Son inconscient heureusement bien plus malin que son esprit conscient lui enjoignit bientôt de se cacher pour les observer. En effet, ces villageois bien qu'humains n'en étaient pas moins des inconnus.

En tant que femme, la stupide Eri devait dix fois plus se méfier que si elle avait été un homme. Qui sait ce qu'il pourrait lui arriver...

La jeune femme ne le savait pas encore, mais le hameau avait bien évidemment des yeux.

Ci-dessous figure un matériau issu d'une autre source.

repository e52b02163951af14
mod app;
mod config;
mod effects;
mod logging;
mod persistence;
mod ui;

pub use app::run_app;
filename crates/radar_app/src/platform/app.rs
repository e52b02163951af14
use std::io::{self, BufRead, Write};
use std::path::PathBuf;
use std::sync::mpsc;
use std::thread;

use radar_core::{FetchedRepository, Store};
use radar_engine::{EngineConfig, LocalStorage};
use radar_logging::{radar_info, radar_warn};

use super::config::{load_config, AppConfig, CONFIG_FILENAME};
use super::effects::EffectRunner;
use super::logging;
use super::persistence::FileStarredStore;
use super::ui::constants::{HELP_LINES, PROMPT};
use super::ui::input::{parse_command, Command};
use super::ui::render::render;

/// Everything the single event loop reacts to.
pub enum AppEvent {
    Input(Command),
    InputClosed,
    FetchCompleted(Result<Vec<FetchedRepository>, String>),
}

pub fn run_app() -> anyhow::Result<()> {
    let config_path = PathBuf::from(CONFIG_FILENAME);
    let (config, config_error) = match load_config(&config_path) {
        Ok(config) => (config, None),
        Err(err) => (AppConfig::default(), Some(err)),
    };
    logging::initialize(
        config.log_destination,
        config.level_filter(),
        &config.state_dir,
    );
    if let Some(err) = config_error {
        radar_warn!("Using default configuration: {}", err);
    }
    radar_info!("Starting with state dir {:?}", config.state_dir);

    let persistence = FileStarredStore::new(LocalStorage::new(config.state_dir.clone()));
    let mut store = Store::new(persistence);
    store.subscribe(|view| print_lines(render(view)));

    let (event_tx, event_rx) = mpsc::channel();
    let runner = EffectRunner::new(EngineConfig::new(config.fetch_settings()), event_tx.clone());
    spawn_input_reader(event_tx);

    // Mounting the view triggers the one and only fetch.
    runner.enqueue(store.dispatch(radar_core::Msg::Started));

    while let Ok(event) = event_rx.recv() {
        let effects = match event {
            AppEvent::FetchCompleted(result) => store.complete_fetch(result),
            AppEvent::Input(Command::Dispatch(msg)) => store.dispatch(msg),
            AppEvent::Input(Command::Help) => {
                print_lines(HELP_LINES.iter().map(|line| line.to_string()).collect());
                Vec::new()
            }
            AppEvent::Input(Command::Unknown(text)) => {
                print_lines(vec![format!("Unknown command: {text} (try `help`)")]);
                Vec::new()
            }
            AppEvent::Input(Command::Quit) | AppEvent::InputClosed => break,
        };
        runner.enqueue(effects);
    }

    radar_info!("Shutting down after {} state changes", store.revision());
    Ok(())
}

fn spawn_input_reader(event_tx: mpsc::Sender<AppEvent>) {
    thread::spawn(move || {
        let stdin = io::stdin();
        for line in stdin.lock().lines() {
            let Ok(line) = line else { break };
            if let Some(command) = parse_command(&line) {
                if event_tx.send(AppEvent::Input(command)).is_err() {
                    return;
                }
            }
        }
        let _ = event_tx.send(AppEvent::InputClosed);
    });
}

fn print_lines(lines: Vec<String>) {
    let stdout = io::stdout();
    let mut out = stdout.lock();
    for line in lines {
        let _ = writeln!(out, "{line}");
    }
    let _ = write!(out, "{PROMPT}");
    let _ = out.flush();
}
use std::collections::HashSet;

use radar_logging::radar_warn;
use serde::Deserialize;
use serde_json::Value;

use crate::RepoSummary;

#[derive(Debug, thiserror::Error, PartialEq, Eq)]
pub enum DecodeError {
    #[error("response body is not valid JSON: {0}")]
    Json(String),
    #[error("response body has no `items` array")]
    MissingItems,
}

#[derive(Debug, Deserialize)]
struct SearchResponse {
    items: Option<Vec<Value>>,
}

/// Fields read from one search item. Unknown fields are ignored.
#[derive(Debug, Deserialize)]
struct RawItem {
    id: u64,
    name: String,
    description: Option<String>,
    stargazers_count: u64,
    html_url: String,
    language: Option<String>,
}

/// Decode a search response into validated summaries.
///
/// Items are validated one by one: malformed entries are logged and skipped,
/// and a repeated id keeps its first occurrence.
pub fn decode_search_response(bytes: &[u8]) -> Result<Vec<RepoSummary>, DecodeError> {
    let response: SearchResponse =
        serde_json::from_slice(bytes).map_err(|err| DecodeError::Json(err.to_string()))?;
    let items = response.items.ok_or(DecodeError::MissingItems)?;

    let mut seen = HashSet::with_capacity(items.len());
    let mut out = Vec::with_capacity(items.len());
    for (index, item) in items.into_iter().enumerate() {
        let summary = match validate_item(item) {
            Ok(summary) => summary,
            Err(reason) => {
                radar_warn!("Skipping search item #{}: {}", index, reason);
                continue;
            }
        };
        if !seen.insert(summary.id) {
            radar_warn!("Skipping search item #{}: duplicate id {}", index, summary.id);
            continue;
        }
        out.push(summary);
    }
    Ok(out)
}

fn validate_item(item: Value) -> Result<RepoSummary, String> {
    let raw: RawItem = serde_json::from_value(item).map_err(|err| err.to_string())?;
    if raw.name.trim().is_empty() {
        return Err(format!("id {} has an empty name", raw.id));
    }
    if raw.html_url.trim().is_empty() {
        return Err(format!("id {} has an empty url", raw.id));
    }
    Ok(RepoSummary {
        id: raw.id,
        name: raw.name,
        description: non_empty(raw.description),
        stars: raw.stargazers_count,
        url: raw.html_url,
        language: non_empty(raw.language),
    })
}

fn non_empty(value: Option<String>) -> Option<String> {
    value.filter(|v| !v.is_empty())
}
use std::sync::mpsc;
use std::thread;

use radar_core::{Effect, FetchedRepository};
use radar_engine::{EngineConfig, EngineEvent, EngineHandle, RepoSummary};
use radar_logging::{radar_debug, radar_info};

use super::app::AppEvent;

/// Executes store effects against the engine and feeds results back as app events.
pub struct EffectRunner {
    engine: EngineHandle,
}

impl EffectRunner {
    pub fn new(config: EngineConfig, event_tx: mpsc::Sender<AppEvent>) -> Self {
        let (engine, events) = EngineHandle::new(config);
        thread::spawn(move || {
            while let Some(event) = events.recv() {
                if event_tx.send(map_event(event)).is_err() {
                    break;
                }
            }
        });
        Self { engine }
    }

    pub fn enqueue(&self, effects: Vec<Effect>) {
        for effect in effects {
            match effect {
                Effect::FetchRepositories => {
                    radar_info!("Fetching popular repositories");
                    self.engine.fetch_repositories();
                }
                Effect::PersistStarred(ids) => {
                    // The store writes these before returning.
                    radar_debug!("PersistStarred({} ids) already handled", ids.len());
                }
            }
        }
    }
}

fn map_event(event: EngineEvent) -> AppEvent {
    match event {
        EngineEvent::RepositoriesFetched { result } => AppEvent::FetchCompleted(
            result
                .map(|repos| repos.into_iter().map(map_summary).collect())
                .map_err(|err| format!("{err}: {}", err.cause)),
        ),
    }
}

fn map_summary(summary: RepoSummary) -> FetchedRepository {
    FetchedRepository {
        id: summary.id,
        name: summary.name,
        description: summary.description,
        stars: summary.stars,
        url: summary.url,
        language: summary.language,
    }
}

#[cfg(test)]
mod tests {
    use super::*;
    use radar_engine::{FailureKind, FetchError, RepoFetchError};

    #[test]
    fn failures_keep_their_cause_for_logging() {
        let event = EngineEvent::RepositoriesFetched {
            result: Err(RepoFetchError::from(FetchError {
                kind: FailureKind::HttpStatus(502),
                message: "502 Bad Gateway".into(),
            })),
        };
        match map_event(event) {
            AppEvent::FetchCompleted(Err(reason)) => {
                assert_eq!(
                    reason,
                    "repository fetch failed: http status 502: 502 Bad Gateway"
                );
            }
            _ => panic!("expected failed fetch"),
        }
    }

    #[test]
    fn summaries_map_field_by_field() {
        let event = EngineEvent::RepositoriesFetched {
            result: Ok(vec![RepoSummary {
                id: 5,
                name: "radar".into(),
                description: Some("d".into()),
                stars: 12,
                url: "https://github.com/o/radar".into(),
                language: Some("Rust".into()),
            }]),
        };
        match map_event(event) {
            AppEvent::FetchCompleted(Ok(repos)) => {
                assert_eq!(repos[0].id, 5);
                assert_eq!(repos[0].stars, 12);
                assert_eq!(repos[0].language.as_deref(), Some("Rust"));
            }
            _ => panic!("expected fetched repositories"),
        }
    }
}
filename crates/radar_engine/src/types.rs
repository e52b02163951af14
use std::fmt;

pub type RepoId = u64;

/// One search hit after validation at the fetch boundary.
#[derive(Debug, Clone, PartialEq, Eq)]
pub struct RepoSummary {
    pub id: RepoId,
    pub name: String,
    pub description: Option<String>,
    pub stars: u64,
    pub url: String,
    pub language: Option<String>,
}

#[derive(Debug, Clone, PartialEq, Eq)]
pub enum EngineEvent {
    RepositoriesFetched {
        result: Result<Vec<RepoSummary>, RepoFetchError>,
    },
}

#[derive(Debug, Clone, PartialEq, Eq, thiserror::Error)]
#[error("{kind}: {message}")]
pub struct FetchError {
    pub kind: FailureKind,
    pub message: String,
}

impl FetchError {
    pub(crate) fn new(kind: FailureKind, message: impl Into<String>) -> Self {
        Self {
            kind,
            message: message.into(),
        }
    }
}

/// The single error surfaced by the repository fetcher.
///
/// Every request, status, or parse failure is wrapped into this type.
#[derive(Debug, Clone, PartialEq, Eq, thiserror::Error)]
#[error("repository fetch failed")]
pub struct RepoFetchError {
    #[source]
    pub cause: FetchError,
}

impl RepoFetchError {
    pub fn kind(&self) -> &FailureKind {
        &self.cause.kind
    }
}

impl From<FetchError> for RepoFetchError {
    fn from(cause: FetchError) -> Self {
        Self { cause }
    }
}

#[derive(Debug, Clone, PartialEq, Eq)]
pub enum FailureKind {
    InvalidUrl,
    HttpStatus(u16),
    Timeout,
    TooLarge { max_bytes: u64, actual: Option<u64> },
    Decode,
    Network,
}

impl fmt::Display for FailureKind {
    fn fmt(&self, f: &mut fmt::Formatter<'_>) -> fmt::Result {
        match self {
            FailureKind::InvalidUrl => write!(f, "invalid url"),
            FailureKind::HttpStatus(code) => write!(f, "http status {code}"),
            FailureKind::Timeout => write!(f, "timeout"),
            FailureKind::TooLarge { max_bytes, actual } => {
                write!(f, "response too large (max {max_bytes}, actual {actual:?})")
            }
            FailureKind::Decode => write!(f, "invalid response body"),
            FailureKind::Network => write!(f, "network error"),
        }
    }
}
use crate::{LanguageFilter, RepoId, Repository};

#[derive(Debug, Clone, PartialEq, Eq)]
pub enum Msg {
    /// Presentation mounted; triggers the one and only fetch.
    Started,
    /// Fetch finished with records already annotated with their starred flag.
    ReposLoaded(Vec<Repository>),
    /// Fetch failed; carries the diagnostic for logs, not for display.
    FetchFailed(String),
    /// User clicked the name sort control.
    SortClicked,
    /// User picked an entry in the language filter.
    LanguageSelected(LanguageFilter),
    /// User flipped the starred-only switch.
    StarredOnlyToggled,
    /// User starred or unstarred a repository.
    StarToggled(RepoId),
    /// Fallback for placeholder wiring.
    NoOp,
}
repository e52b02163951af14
use std::collections::BTreeMap;
use std::fs;
use std::io::{self, Write};
use std::path::{Path, PathBuf};

use radar_logging::{radar_debug, radar_warn};
use tempfile::NamedTempFile;
use thiserror::Error;

#[derive(Debug, Error)]
pub enum PersistError {
    #[error("state directory missing or not writable: {0}")]
    StateDir(String),
    #[error("failed to encode storage: {0}")]
    Encode(String),
    #[error("io error: {0}")]
    Io(#[from] io::Error),
}

/// Ensure the state directory exists; create if missing.
pub fn ensure_state_dir(dir: &Path) -> Result<(), PersistError> {
    if dir.exists() {
        let meta = fs::metadata(dir).map_err(|e| PersistError::StateDir(e.to_string()))?;
        if !meta.is_dir() {
            return Err(PersistError::StateDir("path is not a directory".into()));
        }
    } else {
        fs::create_dir_all(dir).map_err(|e| PersistError::StateDir(e.to_string()))?;
    }
    Ok(())
}

/// Atomically write content to `{dir}/{filename}` by writing a temp file then renaming.
pub struct AtomicFileWriter {
    dir: PathBuf,
}

impl AtomicFileWriter {
    pub fn new(dir: PathBuf) -> Self {
        Self { dir }
    }

    pub fn write(&self, filename: &str, content: &str) -> Result<PathBuf, PersistError> {
        ensure_state_dir(&self.dir)?;

        let target = self.dir.join(filename);
        let mut tmp = NamedTempFile::new_in(&self.dir)?;
        tmp.write_all(content.as_bytes())?;
        tmp.flush()?;
        tmp.as_file_mut().sync_all()?;

        tmp.persist(&target).map_err(|e| PersistError::Io(e.error))?;
        Ok(target)
    }
}

/// String key-value storage kept in one RON file, in the manner of browser local storage.
///
/// Reads never fail: a missing, unreadable, or corrupt file behaves as empty.
pub struct LocalStorage {
    dir: PathBuf,
    filename: String,
}

impl LocalStorage {
    pub const DEFAULT_FILENAME: &'static str = ".radar_storage.ron";

    pub fn new(dir: PathBuf) -> Self {
        Self::with_filename(dir, Self::DEFAULT_FILENAME)
    }

    pub fn with_filename(dir: PathBuf, filename: impl Into<String>) -> Self {
        Self {
            dir,
            filename: filename.into(),
        }
    }

    pub fn path(&self) -> PathBuf {
        self.dir.join(&self.filename)
    }

    pub fn get_item(&self, key: &str) -> Option<String> {
        self.read_all().remove(key)
    }

    pub fn set_item(&self, key: &str, value: &str) -> Result<(), PersistError> {
        let mut items = self.read_all();
        items.insert(key.to_string(), value.to_string());
        self.write_all(&items)
    }

    pub fn remove_item(&self, key: &str) -> Result<(), PersistError> {
        let mut items = self.read_all();
        if items.remove(key).is_some() {
            self.write_all(&items)?;
        }
        Ok(())
    }

    fn read_all(&self) -> BTreeMap<String, String> {
        let path = self.path();
        let content = match fs::read_to_string(&path) {
            Ok(text) => text,
            Err(err) if err.kind() == io::ErrorKind::NotFound => return BTreeMap::new(),
            Err(err) => {
                radar_warn!("Failed to read storage {:?}: {}", path, err);
                return BTreeMap::new();
            }
        };
        match ron::from_str(&content) {
            Ok(items) => items,
            Err(err) => {
                radar_warn!("Failed to parse storage {:?}: {}", path, err);
                BTreeMap::new()
            }
        }
    }

    fn write_all(&self, items: &BTreeMap<String, String>) -> Result<(), PersistError> {
        let pretty = ron::ser::PrettyConfig::new();
        let content = ron::ser::to_string_pretty(items, pretty)
            .map_err(|e| PersistError::Encode(e.to_string()))?;
        let path = AtomicFileWriter::new(self.dir.clone()).write(&self.filename, &content)?;
        radar_debug!("Wrote storage {:?}", path);
        Ok(())
    }
}
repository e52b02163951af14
pub const TITLE: &str = "Popular Github Repositories";
pub const LOADING_TEXT: &str = "Loading Repos...";
pub const EMPTY_TEXT: &str = "No Repos found :(";
pub const FILTER_ALL_LABEL: &str = "Filter by language:";
pub const NO_LANGUAGE_LABEL: &str = "No Language";
pub const STAR_ON: &str = "★";
pub const STAR_OFF: &str = "☆";
pub const PROMPT: &str = "> ";

pub const HELP_LINES: &[&str] = &[
    "Commands:",
    "  sort          cycle name sort (none, ascending, descending)",
    "  lang <name>   show only repositories in <name> (exact match)",
    "  lang none     show only repositories without a language",
    "  lang all      clear the language filter",
    "  starred       toggle starred-only",
    "  star <id>     star or unstar a repository",
    "  help          show this help",
    "  quit          exit",
];
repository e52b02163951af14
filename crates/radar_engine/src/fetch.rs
use std::time::Duration;

use chrono::NaiveDate;
use futures_util::StreamExt;
use radar_logging::{radar_debug, radar_info};
use reqwest::header::{ACCEPT, USER_AGENT};

use crate::decode::decode_search_response;
use crate::query::search_url;
use crate::{FailureKind, FetchError, RepoFetchError, RepoSummary};

pub const DEFAULT_API_BASE_URL: &str = "https://api.github.com";

#[derive(Debug, Clone)]
pub struct FetchSettings {
    pub api_base_url: String,
    pub user_agent: String,
    /// `None` leaves the connection phase unbounded.
    pub connect_timeout: Option<Duration>,
    /// `None` leaves the whole request unbounded.
    pub request_timeout: Option<Duration>,
    pub max_bytes: u64,
}

impl Default for FetchSettings {
    fn default() -> Self {
        Self {
            api_base_url: DEFAULT_API_BASE_URL.to_string(),
            user_agent: "repo-radar".to_string(),
            connect_timeout: None,
            request_timeout: None,
            max_bytes: 5 * 1024 * 1024,
        }
    }
}

#[async_trait::async_trait]
pub trait Fetcher: Send + Sync {
    /// Fetch repositories created after `created_after`, most starred first.
    async fn fetch_repositories(
        &self,
        created_after: NaiveDate,
    ) -> Result<Vec<RepoSummary>, RepoFetchError>;
}

#[derive(Debug, Clone)]
pub struct ReqwestFetcher {
    settings: FetchSettings,
}

impl ReqwestFetcher {
    pub fn new(settings: FetchSettings) -> Self {
        Self { settings }
    }

    fn build_client(&self) -> Result<reqwest::Client, FetchError> {
        let mut builder = reqwest::Client::builder();
        if let Some(timeout) = self.settings.connect_timeout {
            builder = builder.connect_timeout(timeout);
        }
        if let Some(timeout) = self.settings.request_timeout {
            builder = builder.timeout(timeout);
        }
        builder
            .build()
            .map_err(|err| FetchError::new(FailureKind::Network, err.to_string()))
    }

    async fn download(&self, created_after: NaiveDate) -> Result<Vec<u8>, FetchError> {
        let url = search_url(&self.settings.api_base_url, created_after)?;
        let client = self.build_client()?;
        radar_info!("Requesting {}", url);

        let response = client
            .get(url)
            .header(USER_AGENT, &self.settings.user_agent)
            .header(ACCEPT, "application/vnd.github+json")
            .send()
            .await
            .map_err(map_reqwest_error)?;

        let status = response.status();
        if !status.is_success() {
            return Err(FetchError::new(
                FailureKind::HttpStatus(status.as_u16()),
                status.to_string(),
            ));
        }

        if let Some(content_len) = response.content_length() {
            if content_len > self.settings.max_bytes {
                return Err(FetchError::new(
                    FailureKind::TooLarge {
                        max_bytes: self.settings.max_bytes,
                        actual: Some(content_len),
                    },
                    "response too large",
                ));
            }
        }

        let mut bytes = Vec::new();
        let mut stream = response.bytes_stream();
        while let Some(chunk) = stream.next().await {
            let chunk = chunk.map_err(map_reqwest_error)?;
            let next_len = bytes.len() as u64 + chunk.len() as u64;
            if next_len > self.settings.max_bytes {
                return Err(FetchError::new(
                    FailureKind::TooLarge {
                        max_bytes: self.settings.max_bytes,
                        actual: Some(next_len),
                    },
                    "response too large",
                ));
            }
            bytes.extend_from_slice(&chunk);
        }
        radar_debug!("Downloaded {} bytes", bytes.len());
        Ok(bytes)
    }
}

#[async_trait::async_trait]
impl Fetcher for ReqwestFetcher {
    async fn fetch_repositories(
        &self,
        created_after: NaiveDate,
    ) -> Result<Vec<RepoSummary>, RepoFetchError> {
        let bytes = self.download(created_after).await?;
        let repos = decode_search_response(&bytes)
            .map_err(|err| FetchError::new(FailureKind::Decode, err.to_string()))?;
        Ok(repos)
    }
}

fn map_reqwest_error(err: reqwest::Error) -> FetchError {
    if err.is_timeout() {
        return FetchError::new(FailureKind::Timeout, err.to_string());
    }
    FetchError::new(FailureKind::Network, err.to_string())
}
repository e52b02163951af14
//! Platform logging initialization for repo radar.
//!
//! Writes logs to `radar.log` in the state directory by default so the
//! terminal stays free for the repository list.

use std::fs::File;
use std::path::Path;

use log::LevelFilter;
use serde::Deserialize;
use simplelog::{
    ColorChoice, CombinedLogger, Config, ConfigBuilder, SharedLogger, TermLogger, TerminalMode,
    WriteLogger,
};

pub const LOG_FILENAME: &str = "radar.log";

/// Destination for log output.
#[derive(Debug, Clone, Copy, PartialEq, Eq, Default, Deserialize)]
pub enum LogDestination {
    /// Write to `radar.log` in the state directory.
    #[default]
    File,
    /// Write to the terminal (stderr for warnings and errors).
    Terminal,
    /// Write to both file and terminal.
    Both,
    /// Discard all log output.
    Off,
}

/// Initialize the logger with the specified destination.
pub fn initialize(destination: LogDestination, level: LevelFilter, log_dir: &Path) {
    let config = build_config();
    let log_path = log_dir.join(LOG_FILENAME);

    let loggers: Vec<Box<dyn SharedLogger>> = match destination {
        LogDestination::Off => return,
        LogDestination::File => {
            if let Some(file_logger) = create_file_logger(level, config, &log_path) {
                vec![file_logger]
            } else {
                return;
            }
        }
        LogDestination::Terminal => {
            vec![TermLogger::new(
                level,
                config,
                TerminalMode::Mixed,
                ColorChoice::Auto,
            )]
        }
        LogDestination::Both => {
            let mut loggers: Vec<Box<dyn SharedLogger>> = vec![TermLogger::new(
                level,
                config.clone(),
                TerminalMode::Mixed,
                ColorChoice::Auto,
            )];
            if let Some(file_logger) = create_file_logger(level, config, &log_path) {
                loggers.push(file_logger);
            }
            loggers
        }
    };

    let _ = CombinedLogger::init(loggers);
}

fn build_config() -> Config {
    ConfigBuilder::new()
        .set_time_format_rfc3339()
        .set_target_level(LevelFilter::Error)
        .build()
}

fn create_file_logger(
    level: LevelFilter,
    config: Config,
    log_path: &Path,
) -> Option<Box<WriteLogger<File>>> {
    if let Some(parent) = log_path.parent() {
        if let Err(err) = radar_engine::ensure_state_dir(parent) {
            eprintln!("Warning: Could not prepare log directory {:?}: {}", parent, err);
            return None;
        }
    }
    match File::create(log_path) {
        Ok(file) => Some(WriteLogger::new(level, config, file)),
        Err(err) => {
            eprintln!("Warning: Could not create log file at {:?}: {}", log_path, err);
            None
        }
    }
}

Aussitôt qu'elle avait traversé ce gigantesque portail noir au message plus que parlant, les sentinelles avaient transmis l'information selon laquelle un gibier normalement d'assez haute qualité venait d'entrer sur le terrain de chasse.

La dernière victime en date, énième touriste ayant perdu son chemin parmi ces routes départementales impossibles à comprendre pour qui n'était pas habitué à les emprunter, tournait tel un cochon de lait sur une broche faite en bois de chêne au-dessus d'un feu cuisant à feu moyen sa chair jeune et blanche.

La pauvrette se voyait enduite d'huile tout au long du processus dans le but d'attendrir sa viande et de la gorger d'un arrière-goût exquis.

Le barbecue étant bientôt prêt, quelle ne serait pas la surprise des villageois lorsque leur totalité se verrait gavé d'une énième bête stupide et perdue dans ces hauts bois.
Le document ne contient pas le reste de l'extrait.